Material provided ▸
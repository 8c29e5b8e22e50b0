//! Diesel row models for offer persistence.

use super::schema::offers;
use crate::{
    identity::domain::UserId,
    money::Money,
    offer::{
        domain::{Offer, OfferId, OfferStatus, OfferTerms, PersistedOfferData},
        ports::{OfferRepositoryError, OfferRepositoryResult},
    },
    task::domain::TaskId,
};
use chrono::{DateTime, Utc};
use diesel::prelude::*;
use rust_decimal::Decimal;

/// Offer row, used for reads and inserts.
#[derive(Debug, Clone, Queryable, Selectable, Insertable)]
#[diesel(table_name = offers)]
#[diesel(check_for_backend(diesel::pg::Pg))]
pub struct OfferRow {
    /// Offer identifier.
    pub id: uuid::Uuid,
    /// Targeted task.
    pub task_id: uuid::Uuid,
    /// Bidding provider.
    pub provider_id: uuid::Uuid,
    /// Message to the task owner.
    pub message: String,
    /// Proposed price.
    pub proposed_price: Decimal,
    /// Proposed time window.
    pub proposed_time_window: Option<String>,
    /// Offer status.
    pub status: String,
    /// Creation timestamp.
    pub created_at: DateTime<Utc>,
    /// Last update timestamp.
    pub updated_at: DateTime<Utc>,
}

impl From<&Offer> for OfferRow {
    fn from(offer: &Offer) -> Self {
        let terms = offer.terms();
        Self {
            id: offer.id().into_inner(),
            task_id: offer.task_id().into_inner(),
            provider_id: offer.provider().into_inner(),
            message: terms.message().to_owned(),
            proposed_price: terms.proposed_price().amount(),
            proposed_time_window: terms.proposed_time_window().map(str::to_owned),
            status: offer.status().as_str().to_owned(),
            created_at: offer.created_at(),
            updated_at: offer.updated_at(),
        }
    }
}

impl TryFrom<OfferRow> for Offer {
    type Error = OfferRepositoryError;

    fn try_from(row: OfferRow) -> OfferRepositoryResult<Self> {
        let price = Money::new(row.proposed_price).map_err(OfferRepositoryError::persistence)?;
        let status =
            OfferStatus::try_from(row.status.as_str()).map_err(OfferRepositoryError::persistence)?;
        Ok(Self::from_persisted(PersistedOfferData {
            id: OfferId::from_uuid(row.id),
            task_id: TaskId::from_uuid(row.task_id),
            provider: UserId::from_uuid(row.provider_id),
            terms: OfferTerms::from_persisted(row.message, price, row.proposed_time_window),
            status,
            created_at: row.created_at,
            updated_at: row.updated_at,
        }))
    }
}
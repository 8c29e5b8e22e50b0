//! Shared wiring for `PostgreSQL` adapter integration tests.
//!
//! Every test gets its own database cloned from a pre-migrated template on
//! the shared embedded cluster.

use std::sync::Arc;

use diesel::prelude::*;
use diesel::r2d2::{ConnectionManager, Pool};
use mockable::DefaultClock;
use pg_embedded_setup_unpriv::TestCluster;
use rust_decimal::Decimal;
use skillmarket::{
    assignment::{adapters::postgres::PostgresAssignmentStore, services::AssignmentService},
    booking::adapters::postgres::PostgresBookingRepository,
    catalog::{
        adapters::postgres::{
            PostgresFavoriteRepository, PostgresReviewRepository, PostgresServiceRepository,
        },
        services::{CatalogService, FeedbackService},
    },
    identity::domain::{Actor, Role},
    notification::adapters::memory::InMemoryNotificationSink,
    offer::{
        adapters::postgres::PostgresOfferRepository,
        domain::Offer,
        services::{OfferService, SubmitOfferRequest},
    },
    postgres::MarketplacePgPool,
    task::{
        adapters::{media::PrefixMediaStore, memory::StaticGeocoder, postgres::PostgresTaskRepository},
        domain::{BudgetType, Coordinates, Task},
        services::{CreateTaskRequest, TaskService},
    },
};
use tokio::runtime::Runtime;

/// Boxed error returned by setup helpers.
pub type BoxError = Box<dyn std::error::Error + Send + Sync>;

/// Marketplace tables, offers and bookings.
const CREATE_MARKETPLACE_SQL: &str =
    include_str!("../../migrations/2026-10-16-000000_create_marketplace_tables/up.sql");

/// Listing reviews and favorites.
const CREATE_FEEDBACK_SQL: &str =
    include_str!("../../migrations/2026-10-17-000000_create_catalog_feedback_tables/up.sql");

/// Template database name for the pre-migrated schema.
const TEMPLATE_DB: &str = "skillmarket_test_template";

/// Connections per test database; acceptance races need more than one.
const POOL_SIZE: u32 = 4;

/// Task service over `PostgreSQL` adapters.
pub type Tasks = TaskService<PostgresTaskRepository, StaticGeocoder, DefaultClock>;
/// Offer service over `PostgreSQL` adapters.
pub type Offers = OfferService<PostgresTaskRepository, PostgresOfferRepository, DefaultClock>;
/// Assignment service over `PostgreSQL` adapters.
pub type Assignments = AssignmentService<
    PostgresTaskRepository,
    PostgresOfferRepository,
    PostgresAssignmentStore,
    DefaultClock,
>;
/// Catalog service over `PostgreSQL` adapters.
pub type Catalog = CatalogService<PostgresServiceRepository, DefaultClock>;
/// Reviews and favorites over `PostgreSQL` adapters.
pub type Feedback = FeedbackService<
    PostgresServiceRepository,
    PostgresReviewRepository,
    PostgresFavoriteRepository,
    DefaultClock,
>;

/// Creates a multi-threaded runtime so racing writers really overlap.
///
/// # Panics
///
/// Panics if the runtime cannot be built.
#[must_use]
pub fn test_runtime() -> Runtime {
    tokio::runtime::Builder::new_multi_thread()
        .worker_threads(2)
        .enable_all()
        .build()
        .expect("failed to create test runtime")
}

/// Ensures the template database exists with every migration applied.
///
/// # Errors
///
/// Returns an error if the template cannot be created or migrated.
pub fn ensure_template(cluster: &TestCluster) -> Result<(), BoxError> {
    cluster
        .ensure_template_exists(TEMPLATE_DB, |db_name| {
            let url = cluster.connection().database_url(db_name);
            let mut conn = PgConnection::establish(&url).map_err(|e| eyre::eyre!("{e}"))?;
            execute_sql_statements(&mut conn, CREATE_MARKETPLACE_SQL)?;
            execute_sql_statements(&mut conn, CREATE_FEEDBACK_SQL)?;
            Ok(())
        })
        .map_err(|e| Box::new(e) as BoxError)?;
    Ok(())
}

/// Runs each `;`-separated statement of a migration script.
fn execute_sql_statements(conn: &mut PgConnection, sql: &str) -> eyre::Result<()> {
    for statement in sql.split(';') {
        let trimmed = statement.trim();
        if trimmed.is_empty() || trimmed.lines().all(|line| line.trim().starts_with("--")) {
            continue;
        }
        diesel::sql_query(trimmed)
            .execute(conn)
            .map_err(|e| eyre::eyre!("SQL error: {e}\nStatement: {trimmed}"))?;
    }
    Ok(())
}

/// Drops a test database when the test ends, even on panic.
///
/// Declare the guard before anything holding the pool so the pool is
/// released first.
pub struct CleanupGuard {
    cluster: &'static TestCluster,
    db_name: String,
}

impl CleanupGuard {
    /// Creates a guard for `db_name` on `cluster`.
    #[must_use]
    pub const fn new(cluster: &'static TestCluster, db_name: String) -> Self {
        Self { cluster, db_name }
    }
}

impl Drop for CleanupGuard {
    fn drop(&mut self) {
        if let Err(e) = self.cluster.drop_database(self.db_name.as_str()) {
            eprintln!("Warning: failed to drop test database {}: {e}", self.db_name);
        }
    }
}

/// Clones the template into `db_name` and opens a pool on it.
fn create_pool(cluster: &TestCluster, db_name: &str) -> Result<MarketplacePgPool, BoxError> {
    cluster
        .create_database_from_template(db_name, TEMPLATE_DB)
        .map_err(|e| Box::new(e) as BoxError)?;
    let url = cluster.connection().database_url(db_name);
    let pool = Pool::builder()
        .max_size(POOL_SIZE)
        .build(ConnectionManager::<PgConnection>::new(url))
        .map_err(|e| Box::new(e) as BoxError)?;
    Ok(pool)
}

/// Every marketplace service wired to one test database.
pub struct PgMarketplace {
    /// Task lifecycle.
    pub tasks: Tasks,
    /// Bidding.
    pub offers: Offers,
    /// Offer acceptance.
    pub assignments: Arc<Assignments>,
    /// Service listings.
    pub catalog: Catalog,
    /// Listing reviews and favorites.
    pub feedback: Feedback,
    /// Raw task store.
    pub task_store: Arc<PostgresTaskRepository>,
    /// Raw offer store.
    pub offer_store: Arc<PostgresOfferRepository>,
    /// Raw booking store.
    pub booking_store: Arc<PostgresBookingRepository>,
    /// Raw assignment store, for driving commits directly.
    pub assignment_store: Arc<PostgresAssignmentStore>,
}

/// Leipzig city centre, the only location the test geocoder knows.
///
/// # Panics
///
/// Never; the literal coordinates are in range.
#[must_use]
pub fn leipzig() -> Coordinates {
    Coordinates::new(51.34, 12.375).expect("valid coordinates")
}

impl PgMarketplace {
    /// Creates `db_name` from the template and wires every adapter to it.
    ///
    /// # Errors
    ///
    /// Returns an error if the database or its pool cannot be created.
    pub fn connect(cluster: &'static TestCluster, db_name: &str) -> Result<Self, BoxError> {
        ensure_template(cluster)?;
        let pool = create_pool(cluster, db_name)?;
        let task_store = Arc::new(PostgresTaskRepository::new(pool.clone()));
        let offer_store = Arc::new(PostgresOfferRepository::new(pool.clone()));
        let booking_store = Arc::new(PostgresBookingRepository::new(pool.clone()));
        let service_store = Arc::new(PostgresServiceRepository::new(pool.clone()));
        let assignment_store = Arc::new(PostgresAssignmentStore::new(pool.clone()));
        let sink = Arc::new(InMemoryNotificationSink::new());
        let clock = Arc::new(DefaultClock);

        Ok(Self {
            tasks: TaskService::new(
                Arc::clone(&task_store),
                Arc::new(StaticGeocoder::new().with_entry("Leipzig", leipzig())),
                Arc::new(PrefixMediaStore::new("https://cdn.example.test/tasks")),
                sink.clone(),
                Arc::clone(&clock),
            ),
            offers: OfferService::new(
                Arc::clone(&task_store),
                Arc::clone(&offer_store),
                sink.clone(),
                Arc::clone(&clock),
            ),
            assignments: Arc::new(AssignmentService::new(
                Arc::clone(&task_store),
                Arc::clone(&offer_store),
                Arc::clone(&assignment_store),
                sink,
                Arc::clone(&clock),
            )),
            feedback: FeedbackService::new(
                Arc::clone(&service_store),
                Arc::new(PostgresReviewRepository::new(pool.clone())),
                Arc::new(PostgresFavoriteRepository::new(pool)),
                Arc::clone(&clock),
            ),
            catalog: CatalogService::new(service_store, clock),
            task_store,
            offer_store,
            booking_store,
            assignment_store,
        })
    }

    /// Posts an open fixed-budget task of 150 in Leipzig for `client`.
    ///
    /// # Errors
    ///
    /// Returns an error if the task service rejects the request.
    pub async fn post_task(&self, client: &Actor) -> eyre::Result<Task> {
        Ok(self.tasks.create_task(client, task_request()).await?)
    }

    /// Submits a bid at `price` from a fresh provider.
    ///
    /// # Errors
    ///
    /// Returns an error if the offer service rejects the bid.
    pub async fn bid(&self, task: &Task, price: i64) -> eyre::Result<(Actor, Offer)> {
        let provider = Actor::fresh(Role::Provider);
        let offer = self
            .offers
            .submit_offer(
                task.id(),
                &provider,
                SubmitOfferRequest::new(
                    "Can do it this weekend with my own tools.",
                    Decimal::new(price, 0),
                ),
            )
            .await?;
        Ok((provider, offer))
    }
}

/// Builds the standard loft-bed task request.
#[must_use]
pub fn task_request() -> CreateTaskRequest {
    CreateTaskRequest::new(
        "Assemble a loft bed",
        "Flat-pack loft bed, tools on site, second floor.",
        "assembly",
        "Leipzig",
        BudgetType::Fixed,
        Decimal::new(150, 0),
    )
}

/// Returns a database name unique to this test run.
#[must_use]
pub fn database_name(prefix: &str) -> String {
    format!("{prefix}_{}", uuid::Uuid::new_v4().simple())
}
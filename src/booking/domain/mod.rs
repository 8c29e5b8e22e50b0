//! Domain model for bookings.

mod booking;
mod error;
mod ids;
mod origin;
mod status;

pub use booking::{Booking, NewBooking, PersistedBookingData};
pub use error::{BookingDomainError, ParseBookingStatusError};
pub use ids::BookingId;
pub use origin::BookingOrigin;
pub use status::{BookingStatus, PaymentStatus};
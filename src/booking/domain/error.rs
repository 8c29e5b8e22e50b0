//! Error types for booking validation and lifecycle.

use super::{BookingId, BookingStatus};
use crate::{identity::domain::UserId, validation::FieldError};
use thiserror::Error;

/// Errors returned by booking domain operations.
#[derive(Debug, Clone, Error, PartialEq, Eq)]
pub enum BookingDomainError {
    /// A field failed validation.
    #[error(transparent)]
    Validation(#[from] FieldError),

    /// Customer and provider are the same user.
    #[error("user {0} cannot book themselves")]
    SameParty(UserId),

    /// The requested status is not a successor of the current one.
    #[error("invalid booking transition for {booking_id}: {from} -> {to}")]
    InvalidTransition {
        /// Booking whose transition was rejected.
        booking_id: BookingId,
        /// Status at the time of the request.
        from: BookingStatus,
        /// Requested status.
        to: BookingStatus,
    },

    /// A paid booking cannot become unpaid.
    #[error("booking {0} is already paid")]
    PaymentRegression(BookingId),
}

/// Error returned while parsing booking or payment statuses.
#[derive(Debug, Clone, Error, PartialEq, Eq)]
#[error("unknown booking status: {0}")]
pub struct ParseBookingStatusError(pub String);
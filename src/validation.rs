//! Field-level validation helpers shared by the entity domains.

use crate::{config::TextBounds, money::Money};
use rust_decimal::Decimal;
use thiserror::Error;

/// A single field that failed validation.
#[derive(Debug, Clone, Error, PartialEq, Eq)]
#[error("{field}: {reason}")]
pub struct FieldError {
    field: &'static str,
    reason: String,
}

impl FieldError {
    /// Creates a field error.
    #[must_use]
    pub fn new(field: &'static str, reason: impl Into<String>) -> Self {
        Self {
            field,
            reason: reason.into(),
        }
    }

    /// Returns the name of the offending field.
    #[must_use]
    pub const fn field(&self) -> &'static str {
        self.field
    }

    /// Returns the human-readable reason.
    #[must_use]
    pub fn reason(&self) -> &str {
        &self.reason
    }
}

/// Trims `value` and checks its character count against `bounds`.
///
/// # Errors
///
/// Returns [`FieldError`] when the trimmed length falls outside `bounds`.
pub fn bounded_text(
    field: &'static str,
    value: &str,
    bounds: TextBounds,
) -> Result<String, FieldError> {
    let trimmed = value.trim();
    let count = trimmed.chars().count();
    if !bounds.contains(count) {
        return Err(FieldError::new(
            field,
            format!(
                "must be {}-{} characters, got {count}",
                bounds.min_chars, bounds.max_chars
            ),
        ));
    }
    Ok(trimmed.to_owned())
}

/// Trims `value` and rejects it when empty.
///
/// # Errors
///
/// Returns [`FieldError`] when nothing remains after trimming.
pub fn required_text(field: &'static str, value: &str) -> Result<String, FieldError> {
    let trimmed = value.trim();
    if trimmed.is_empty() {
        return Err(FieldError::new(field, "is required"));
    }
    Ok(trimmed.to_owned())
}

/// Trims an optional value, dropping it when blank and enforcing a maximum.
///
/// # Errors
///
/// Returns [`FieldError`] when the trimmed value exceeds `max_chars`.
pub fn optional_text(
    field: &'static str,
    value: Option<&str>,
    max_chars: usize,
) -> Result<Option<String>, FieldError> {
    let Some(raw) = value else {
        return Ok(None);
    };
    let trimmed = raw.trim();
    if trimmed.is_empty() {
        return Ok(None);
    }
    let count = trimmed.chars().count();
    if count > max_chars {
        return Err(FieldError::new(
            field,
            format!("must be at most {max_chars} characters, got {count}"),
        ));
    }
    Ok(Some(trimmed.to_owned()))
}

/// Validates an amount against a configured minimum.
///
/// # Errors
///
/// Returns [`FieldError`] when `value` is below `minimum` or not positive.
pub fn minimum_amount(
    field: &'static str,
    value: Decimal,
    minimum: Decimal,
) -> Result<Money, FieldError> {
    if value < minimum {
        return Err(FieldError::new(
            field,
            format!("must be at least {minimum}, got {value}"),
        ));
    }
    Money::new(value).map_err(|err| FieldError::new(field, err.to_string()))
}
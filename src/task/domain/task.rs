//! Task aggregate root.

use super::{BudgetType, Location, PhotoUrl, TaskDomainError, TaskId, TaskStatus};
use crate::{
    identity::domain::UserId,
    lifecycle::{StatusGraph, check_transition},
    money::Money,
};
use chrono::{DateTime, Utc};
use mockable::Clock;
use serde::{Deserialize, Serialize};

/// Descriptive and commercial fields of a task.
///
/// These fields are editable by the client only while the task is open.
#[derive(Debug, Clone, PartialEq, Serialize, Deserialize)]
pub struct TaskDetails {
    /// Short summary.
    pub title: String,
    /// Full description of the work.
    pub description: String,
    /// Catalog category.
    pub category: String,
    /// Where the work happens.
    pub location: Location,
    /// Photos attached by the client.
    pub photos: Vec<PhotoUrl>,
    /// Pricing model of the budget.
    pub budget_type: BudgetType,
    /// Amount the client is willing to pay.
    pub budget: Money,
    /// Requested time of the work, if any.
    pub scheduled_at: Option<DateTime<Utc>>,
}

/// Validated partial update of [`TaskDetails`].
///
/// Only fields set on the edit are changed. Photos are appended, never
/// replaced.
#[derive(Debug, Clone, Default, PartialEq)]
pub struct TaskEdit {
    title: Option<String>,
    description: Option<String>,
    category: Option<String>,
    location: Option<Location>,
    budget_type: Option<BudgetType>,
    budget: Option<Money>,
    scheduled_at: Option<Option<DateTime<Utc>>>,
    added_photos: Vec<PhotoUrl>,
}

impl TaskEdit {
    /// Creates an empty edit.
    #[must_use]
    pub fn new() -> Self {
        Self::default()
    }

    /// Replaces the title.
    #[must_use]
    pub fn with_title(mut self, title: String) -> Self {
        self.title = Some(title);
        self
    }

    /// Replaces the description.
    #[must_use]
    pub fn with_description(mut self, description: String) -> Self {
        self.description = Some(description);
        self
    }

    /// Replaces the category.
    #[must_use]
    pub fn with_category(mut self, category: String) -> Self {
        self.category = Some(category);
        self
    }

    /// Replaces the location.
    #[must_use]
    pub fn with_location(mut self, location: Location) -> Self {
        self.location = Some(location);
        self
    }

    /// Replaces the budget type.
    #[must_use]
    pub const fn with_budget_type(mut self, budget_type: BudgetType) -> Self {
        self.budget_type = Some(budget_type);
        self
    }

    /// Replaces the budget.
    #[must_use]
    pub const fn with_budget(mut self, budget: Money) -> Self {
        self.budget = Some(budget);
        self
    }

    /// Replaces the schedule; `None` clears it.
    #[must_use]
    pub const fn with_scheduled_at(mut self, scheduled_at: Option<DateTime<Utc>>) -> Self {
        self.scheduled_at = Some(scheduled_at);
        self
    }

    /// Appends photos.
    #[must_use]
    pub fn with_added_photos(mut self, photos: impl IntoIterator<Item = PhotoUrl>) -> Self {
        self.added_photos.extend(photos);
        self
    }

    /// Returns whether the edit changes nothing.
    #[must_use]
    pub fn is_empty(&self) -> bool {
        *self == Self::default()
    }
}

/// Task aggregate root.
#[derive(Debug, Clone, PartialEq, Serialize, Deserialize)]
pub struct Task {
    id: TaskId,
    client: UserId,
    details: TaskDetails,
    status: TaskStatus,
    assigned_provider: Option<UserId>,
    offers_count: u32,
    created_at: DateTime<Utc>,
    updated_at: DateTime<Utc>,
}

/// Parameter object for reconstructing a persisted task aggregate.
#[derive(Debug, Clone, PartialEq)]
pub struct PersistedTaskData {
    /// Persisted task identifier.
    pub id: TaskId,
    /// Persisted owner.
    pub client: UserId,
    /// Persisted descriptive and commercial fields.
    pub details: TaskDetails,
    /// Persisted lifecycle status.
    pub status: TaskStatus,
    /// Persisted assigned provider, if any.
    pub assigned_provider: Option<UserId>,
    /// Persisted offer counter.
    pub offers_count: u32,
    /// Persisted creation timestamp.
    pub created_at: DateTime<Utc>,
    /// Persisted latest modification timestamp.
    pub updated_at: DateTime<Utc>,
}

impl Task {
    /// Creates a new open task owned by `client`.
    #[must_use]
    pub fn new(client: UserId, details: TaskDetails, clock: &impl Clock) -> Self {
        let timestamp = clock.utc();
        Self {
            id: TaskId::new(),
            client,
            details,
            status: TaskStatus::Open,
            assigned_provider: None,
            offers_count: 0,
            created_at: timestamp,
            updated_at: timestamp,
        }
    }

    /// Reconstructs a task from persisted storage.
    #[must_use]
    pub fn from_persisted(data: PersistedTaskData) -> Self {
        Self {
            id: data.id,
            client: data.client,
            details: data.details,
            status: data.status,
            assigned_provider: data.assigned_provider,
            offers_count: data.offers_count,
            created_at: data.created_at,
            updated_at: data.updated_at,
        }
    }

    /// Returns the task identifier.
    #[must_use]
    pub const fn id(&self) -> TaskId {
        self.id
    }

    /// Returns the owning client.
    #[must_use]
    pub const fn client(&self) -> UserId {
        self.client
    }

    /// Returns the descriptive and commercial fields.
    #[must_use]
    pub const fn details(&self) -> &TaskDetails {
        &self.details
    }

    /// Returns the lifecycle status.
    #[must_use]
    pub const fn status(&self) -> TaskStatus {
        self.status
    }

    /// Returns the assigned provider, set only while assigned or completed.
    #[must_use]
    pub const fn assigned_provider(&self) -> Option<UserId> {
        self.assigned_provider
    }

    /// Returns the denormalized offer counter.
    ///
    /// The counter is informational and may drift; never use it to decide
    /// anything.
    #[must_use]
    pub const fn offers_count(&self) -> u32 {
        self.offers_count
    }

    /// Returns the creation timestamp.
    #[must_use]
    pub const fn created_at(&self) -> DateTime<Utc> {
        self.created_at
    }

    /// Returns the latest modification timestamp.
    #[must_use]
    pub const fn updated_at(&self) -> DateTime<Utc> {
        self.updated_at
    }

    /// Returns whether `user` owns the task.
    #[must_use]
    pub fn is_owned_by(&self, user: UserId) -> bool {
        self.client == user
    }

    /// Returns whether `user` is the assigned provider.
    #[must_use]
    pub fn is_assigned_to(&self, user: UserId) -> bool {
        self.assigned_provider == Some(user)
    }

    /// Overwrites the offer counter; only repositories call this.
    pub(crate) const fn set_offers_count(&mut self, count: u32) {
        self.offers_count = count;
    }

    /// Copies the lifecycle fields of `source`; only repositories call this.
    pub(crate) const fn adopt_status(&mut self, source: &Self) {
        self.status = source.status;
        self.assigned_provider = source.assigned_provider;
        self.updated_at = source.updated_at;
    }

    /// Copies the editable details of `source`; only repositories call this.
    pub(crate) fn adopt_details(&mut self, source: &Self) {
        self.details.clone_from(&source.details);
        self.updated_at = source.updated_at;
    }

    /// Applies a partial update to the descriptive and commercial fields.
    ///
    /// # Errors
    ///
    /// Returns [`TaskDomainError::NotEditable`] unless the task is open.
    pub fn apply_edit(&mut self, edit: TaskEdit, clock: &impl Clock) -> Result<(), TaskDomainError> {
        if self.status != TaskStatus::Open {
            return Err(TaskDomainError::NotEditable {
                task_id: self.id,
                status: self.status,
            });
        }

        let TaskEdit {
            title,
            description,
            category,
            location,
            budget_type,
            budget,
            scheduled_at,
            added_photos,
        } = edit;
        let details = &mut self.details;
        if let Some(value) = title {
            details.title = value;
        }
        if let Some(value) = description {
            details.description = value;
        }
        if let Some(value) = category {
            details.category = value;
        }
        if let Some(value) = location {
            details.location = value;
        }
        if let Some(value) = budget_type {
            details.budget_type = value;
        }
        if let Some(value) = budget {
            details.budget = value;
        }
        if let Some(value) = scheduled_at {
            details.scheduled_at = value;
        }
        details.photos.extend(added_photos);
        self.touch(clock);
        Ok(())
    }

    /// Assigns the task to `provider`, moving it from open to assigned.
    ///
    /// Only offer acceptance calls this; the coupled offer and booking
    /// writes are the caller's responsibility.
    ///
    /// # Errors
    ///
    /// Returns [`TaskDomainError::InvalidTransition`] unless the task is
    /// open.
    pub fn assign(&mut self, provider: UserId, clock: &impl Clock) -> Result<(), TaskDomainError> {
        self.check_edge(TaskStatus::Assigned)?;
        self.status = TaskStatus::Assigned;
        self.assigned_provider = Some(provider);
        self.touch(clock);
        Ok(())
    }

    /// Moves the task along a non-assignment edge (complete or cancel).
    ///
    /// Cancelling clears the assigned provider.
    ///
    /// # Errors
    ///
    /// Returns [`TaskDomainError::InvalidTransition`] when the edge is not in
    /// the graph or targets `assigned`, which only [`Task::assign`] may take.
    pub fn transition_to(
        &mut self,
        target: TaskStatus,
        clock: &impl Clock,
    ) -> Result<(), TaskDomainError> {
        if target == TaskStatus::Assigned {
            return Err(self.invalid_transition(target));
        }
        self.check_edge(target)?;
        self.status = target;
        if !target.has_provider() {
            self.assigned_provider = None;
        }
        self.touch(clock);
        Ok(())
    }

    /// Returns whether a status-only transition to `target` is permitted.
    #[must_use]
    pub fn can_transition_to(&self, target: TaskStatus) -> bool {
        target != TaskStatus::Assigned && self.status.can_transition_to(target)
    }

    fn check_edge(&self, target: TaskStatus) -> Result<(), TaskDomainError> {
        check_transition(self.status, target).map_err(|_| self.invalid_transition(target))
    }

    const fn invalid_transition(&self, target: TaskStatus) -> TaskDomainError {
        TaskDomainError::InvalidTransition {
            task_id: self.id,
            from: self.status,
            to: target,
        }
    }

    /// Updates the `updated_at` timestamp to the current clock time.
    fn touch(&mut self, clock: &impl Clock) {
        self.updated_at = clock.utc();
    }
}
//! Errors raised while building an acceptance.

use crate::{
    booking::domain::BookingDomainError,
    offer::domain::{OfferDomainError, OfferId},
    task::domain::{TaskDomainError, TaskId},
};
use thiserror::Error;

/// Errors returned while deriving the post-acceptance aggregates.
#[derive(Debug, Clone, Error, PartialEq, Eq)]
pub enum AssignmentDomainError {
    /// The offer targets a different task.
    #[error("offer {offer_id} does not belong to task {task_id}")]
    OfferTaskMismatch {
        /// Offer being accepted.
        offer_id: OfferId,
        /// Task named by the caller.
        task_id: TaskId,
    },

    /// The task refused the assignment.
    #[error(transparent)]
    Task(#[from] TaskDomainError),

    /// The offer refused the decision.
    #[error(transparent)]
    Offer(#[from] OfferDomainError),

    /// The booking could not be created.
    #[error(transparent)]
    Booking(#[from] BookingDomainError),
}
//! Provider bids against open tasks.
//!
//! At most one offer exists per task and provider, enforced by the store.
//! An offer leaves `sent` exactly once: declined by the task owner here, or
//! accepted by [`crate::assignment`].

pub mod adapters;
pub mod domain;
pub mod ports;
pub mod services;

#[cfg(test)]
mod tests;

How to complete this task ▸ The lines holding the string "enum" in the listing above are what you should copy out.

Output below ▸
pub enum BookingDomainError {
pub enum AssignmentDomainError {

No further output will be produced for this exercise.